───── Information ─────
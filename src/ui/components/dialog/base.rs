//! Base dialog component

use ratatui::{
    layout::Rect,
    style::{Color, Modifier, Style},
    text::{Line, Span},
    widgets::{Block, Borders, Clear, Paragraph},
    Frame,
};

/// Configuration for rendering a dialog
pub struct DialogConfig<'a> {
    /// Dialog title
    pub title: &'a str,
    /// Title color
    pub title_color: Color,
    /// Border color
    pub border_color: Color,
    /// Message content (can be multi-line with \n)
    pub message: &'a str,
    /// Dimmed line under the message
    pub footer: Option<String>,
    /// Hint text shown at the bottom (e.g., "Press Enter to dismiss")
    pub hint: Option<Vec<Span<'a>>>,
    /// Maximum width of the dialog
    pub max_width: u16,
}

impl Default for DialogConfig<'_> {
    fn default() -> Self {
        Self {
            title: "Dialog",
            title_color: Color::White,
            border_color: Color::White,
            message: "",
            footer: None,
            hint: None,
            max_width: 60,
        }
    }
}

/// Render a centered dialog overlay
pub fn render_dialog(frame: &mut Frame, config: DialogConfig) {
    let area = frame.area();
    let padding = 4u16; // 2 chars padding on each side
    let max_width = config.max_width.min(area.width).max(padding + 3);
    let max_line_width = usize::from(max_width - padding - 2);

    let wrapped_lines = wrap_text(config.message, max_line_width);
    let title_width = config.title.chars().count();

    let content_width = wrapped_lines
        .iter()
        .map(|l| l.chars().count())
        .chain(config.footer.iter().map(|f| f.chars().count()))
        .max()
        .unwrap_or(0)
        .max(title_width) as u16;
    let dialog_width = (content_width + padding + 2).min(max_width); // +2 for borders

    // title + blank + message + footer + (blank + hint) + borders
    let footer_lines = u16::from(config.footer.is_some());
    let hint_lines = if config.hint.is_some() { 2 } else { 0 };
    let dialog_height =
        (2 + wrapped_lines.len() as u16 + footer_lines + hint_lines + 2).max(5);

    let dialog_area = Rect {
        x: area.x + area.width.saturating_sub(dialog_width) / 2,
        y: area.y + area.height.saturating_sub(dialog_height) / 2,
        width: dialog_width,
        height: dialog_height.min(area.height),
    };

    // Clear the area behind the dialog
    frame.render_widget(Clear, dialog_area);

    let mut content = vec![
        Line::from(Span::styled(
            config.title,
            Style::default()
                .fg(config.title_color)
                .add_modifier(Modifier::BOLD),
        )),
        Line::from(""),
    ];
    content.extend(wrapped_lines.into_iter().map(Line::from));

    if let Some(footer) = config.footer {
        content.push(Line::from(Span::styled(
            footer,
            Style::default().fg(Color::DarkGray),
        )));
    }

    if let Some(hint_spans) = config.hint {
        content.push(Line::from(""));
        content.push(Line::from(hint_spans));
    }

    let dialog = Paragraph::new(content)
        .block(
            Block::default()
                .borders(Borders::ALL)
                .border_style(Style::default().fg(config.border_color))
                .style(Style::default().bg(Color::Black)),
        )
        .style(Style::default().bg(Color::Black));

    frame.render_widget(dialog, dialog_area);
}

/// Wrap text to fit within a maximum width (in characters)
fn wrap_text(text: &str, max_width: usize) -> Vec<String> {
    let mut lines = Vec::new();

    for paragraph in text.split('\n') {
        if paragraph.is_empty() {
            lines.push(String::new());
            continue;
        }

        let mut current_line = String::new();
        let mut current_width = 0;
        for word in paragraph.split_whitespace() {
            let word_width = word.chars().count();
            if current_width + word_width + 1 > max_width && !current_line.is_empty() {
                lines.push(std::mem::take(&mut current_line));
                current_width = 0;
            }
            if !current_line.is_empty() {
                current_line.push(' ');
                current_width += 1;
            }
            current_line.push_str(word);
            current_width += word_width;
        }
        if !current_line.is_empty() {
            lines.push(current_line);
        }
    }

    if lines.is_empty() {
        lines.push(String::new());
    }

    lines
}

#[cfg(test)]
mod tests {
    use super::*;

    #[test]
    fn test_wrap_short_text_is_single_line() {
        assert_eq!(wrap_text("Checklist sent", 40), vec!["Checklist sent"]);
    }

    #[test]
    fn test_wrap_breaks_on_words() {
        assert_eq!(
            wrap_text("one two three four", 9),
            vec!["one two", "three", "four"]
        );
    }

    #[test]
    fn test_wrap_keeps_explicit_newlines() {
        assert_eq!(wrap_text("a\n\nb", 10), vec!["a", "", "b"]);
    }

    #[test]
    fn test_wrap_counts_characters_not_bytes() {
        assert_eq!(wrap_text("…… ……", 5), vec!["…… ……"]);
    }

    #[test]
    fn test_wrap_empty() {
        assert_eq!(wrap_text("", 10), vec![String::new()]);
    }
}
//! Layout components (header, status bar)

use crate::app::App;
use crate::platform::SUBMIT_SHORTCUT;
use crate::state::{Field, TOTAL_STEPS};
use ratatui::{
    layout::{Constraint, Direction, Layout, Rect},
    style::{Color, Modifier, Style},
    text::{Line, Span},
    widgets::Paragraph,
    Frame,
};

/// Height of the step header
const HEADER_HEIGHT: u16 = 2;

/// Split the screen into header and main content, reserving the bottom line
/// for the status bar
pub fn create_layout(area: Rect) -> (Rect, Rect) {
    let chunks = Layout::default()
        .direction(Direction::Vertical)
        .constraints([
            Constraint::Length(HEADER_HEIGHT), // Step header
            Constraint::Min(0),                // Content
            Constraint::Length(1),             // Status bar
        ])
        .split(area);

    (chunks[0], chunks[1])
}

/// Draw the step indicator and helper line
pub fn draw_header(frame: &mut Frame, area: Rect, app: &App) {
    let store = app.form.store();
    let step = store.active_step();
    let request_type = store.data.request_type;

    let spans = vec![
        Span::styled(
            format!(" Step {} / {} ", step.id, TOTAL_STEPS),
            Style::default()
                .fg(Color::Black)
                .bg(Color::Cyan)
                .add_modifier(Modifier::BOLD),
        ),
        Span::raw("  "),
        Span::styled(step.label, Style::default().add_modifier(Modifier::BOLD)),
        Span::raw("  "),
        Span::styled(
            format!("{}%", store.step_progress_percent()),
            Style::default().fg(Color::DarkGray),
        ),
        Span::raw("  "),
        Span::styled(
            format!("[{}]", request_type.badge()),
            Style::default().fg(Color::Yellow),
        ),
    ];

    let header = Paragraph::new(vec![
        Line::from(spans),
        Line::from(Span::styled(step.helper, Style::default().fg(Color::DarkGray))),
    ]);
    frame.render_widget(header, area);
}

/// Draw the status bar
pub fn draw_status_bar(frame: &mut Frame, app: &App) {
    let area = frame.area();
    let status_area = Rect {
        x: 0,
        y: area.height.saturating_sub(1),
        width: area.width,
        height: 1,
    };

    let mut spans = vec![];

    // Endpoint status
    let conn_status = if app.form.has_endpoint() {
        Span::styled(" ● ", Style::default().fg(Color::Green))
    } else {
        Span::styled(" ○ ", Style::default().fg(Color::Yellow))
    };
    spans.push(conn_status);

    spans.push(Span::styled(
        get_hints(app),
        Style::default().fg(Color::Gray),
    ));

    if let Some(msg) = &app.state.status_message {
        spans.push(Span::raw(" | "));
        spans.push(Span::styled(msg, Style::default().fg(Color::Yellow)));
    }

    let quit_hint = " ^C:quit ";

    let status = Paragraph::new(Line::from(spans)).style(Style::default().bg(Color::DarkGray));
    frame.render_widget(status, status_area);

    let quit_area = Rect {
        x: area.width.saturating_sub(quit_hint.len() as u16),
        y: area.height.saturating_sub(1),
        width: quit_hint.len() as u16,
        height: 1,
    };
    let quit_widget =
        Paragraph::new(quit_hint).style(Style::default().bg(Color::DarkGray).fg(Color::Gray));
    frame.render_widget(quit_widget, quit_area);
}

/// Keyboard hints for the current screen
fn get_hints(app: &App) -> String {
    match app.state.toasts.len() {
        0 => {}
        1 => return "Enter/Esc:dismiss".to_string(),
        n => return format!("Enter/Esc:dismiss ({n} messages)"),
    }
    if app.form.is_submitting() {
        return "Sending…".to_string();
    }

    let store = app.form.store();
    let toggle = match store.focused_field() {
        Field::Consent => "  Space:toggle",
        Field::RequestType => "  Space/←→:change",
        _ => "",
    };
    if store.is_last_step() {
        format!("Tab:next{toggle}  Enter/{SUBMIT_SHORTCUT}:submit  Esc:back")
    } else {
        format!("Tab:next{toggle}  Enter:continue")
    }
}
─────
■ **Goal of the exercise**
From the entries above, copy each line that holds "widgets".

■ **Task answer**
    widgets::{Block, Borders, Clear, Paragraph},
    widgets::Paragraph,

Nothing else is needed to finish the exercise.